**WHAT YOU SHOULD DO:**
Below are the records; collect from them each line containing the string "waited".

Saved data entries
##############################
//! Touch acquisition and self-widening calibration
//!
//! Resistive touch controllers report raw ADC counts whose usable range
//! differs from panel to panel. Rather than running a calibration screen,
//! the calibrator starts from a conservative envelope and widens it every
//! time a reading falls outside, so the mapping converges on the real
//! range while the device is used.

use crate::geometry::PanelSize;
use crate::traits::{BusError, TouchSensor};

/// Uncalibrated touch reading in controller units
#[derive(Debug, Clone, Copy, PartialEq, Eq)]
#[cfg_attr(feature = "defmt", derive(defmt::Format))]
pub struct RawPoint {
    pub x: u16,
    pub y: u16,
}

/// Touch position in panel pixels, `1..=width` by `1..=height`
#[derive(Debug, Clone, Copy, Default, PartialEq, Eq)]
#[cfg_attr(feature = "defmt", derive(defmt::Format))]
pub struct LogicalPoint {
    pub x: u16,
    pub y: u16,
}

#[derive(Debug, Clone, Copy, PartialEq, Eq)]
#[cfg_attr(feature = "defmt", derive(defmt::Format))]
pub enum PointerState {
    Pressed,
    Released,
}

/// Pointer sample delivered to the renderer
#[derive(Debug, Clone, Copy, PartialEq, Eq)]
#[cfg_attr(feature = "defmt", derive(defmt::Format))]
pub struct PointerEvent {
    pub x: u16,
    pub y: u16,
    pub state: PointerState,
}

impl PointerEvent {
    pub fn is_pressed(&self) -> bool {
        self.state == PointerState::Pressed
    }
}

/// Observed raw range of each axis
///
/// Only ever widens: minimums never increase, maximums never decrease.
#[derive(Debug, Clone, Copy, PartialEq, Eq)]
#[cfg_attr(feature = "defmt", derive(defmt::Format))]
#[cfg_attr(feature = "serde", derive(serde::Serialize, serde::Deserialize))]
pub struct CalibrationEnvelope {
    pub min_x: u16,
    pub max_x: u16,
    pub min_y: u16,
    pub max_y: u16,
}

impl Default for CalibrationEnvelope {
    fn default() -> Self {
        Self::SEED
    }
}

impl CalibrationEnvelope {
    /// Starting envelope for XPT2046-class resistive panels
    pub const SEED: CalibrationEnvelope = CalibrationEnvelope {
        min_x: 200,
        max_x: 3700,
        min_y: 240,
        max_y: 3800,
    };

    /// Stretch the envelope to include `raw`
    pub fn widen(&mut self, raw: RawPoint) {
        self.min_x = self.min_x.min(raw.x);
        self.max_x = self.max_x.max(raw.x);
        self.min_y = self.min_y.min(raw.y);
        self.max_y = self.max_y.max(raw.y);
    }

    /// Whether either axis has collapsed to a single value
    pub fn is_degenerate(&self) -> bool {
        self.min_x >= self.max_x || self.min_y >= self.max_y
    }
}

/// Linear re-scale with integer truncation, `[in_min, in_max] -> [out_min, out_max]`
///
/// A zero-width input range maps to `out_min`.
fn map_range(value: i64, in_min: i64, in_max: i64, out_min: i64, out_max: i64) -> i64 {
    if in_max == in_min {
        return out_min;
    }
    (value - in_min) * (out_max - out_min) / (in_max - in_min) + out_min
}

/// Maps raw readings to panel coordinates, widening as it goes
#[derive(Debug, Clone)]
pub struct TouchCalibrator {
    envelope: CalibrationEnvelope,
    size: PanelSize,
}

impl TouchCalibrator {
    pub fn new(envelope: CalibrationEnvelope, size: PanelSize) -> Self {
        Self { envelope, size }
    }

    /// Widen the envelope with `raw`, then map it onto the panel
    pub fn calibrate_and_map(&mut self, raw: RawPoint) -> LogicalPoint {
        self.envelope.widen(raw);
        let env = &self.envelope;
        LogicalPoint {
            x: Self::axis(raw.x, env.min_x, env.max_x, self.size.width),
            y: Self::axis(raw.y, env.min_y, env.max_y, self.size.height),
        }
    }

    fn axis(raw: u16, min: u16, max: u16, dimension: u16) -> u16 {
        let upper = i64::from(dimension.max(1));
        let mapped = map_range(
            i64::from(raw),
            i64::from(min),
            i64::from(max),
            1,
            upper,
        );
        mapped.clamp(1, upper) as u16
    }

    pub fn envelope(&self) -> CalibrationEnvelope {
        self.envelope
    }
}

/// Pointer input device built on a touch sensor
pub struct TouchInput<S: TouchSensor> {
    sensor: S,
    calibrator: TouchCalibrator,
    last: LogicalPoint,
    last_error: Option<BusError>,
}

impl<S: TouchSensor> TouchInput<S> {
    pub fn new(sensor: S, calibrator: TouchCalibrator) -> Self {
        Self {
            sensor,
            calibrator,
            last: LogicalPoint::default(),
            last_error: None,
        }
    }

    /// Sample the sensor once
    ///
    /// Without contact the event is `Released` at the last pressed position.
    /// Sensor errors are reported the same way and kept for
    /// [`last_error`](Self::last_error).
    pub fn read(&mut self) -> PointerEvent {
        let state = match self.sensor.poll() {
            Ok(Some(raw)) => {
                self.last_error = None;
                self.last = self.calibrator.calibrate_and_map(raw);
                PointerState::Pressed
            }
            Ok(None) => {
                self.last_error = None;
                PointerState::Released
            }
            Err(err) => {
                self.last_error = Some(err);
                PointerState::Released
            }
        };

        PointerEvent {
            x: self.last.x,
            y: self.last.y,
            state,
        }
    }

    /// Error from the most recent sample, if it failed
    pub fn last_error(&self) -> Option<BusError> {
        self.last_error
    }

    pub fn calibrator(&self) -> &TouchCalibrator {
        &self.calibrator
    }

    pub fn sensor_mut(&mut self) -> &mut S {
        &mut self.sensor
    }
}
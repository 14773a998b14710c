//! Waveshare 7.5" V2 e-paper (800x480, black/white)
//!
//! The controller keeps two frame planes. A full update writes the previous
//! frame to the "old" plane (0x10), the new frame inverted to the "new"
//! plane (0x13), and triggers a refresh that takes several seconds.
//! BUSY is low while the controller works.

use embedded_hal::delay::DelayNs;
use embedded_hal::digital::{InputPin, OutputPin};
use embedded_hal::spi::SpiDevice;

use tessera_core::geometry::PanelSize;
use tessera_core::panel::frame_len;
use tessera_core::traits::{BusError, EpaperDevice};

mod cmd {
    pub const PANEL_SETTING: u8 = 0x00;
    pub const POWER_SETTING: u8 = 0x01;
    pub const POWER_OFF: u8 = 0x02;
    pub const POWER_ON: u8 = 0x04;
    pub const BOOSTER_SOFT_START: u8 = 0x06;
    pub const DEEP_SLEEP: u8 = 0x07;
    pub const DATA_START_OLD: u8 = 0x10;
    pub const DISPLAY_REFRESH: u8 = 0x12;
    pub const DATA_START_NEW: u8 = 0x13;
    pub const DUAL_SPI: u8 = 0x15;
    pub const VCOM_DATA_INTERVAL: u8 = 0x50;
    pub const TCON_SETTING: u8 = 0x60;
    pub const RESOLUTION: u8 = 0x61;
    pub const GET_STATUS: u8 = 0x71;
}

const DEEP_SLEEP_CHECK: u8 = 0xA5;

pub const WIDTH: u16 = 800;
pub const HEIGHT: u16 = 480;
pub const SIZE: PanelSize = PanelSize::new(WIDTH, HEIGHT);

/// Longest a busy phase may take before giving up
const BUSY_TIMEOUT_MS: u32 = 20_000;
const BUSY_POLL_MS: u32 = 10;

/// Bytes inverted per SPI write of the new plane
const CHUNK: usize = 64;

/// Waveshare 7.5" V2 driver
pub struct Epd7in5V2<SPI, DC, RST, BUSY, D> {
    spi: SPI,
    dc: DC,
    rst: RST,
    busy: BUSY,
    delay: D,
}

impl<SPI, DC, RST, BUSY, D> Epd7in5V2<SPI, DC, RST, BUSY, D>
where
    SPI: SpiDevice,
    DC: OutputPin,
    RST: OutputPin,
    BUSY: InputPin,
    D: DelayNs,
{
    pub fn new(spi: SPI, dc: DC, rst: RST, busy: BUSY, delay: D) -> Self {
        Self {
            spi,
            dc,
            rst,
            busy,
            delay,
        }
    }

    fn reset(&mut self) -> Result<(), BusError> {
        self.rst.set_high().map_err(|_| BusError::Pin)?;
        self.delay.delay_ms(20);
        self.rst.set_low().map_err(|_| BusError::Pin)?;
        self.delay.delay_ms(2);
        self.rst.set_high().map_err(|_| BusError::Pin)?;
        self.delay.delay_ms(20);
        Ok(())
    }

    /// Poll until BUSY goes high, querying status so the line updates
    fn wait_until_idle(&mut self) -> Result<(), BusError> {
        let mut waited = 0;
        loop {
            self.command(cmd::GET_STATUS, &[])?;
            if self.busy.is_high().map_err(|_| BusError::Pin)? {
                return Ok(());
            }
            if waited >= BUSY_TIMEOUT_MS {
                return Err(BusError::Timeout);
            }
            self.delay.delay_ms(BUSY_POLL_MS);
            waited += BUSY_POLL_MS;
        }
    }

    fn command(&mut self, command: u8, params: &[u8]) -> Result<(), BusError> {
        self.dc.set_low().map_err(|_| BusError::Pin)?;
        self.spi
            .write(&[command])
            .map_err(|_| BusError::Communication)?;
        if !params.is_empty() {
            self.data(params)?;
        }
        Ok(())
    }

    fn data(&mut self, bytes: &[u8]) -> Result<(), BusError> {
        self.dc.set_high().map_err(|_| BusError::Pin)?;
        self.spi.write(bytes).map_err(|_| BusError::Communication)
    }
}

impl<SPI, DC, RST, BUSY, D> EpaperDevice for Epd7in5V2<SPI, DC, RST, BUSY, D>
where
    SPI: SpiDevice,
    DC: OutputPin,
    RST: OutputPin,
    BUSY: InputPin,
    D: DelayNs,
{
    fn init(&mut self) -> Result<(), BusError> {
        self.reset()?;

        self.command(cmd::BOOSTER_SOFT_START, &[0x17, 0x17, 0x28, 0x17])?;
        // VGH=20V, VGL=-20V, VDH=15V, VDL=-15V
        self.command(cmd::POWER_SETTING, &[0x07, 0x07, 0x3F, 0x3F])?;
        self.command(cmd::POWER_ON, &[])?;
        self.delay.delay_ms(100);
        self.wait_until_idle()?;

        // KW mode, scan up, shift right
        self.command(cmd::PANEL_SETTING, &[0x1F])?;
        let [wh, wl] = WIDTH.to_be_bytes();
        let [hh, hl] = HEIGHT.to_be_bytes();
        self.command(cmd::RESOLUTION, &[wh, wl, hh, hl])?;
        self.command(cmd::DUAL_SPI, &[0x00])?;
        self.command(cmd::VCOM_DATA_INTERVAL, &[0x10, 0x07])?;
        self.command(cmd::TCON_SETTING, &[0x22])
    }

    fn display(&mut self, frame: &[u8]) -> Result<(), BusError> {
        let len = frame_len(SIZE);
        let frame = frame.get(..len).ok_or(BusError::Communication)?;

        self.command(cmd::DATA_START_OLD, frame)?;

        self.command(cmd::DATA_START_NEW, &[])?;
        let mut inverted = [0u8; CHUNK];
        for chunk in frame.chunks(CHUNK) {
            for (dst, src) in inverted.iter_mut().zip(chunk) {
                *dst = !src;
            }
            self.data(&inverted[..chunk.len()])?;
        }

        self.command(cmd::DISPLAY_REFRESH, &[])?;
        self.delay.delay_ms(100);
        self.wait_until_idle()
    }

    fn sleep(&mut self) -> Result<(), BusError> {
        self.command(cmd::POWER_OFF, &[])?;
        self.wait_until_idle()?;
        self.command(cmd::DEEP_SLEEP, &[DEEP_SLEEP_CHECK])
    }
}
##############################
**SOLUTION TO THIS TASK:**
        let mut waited = 0;
            if waited >= BUSY_TIMEOUT_MS {
            waited += BUSY_POLL_MS;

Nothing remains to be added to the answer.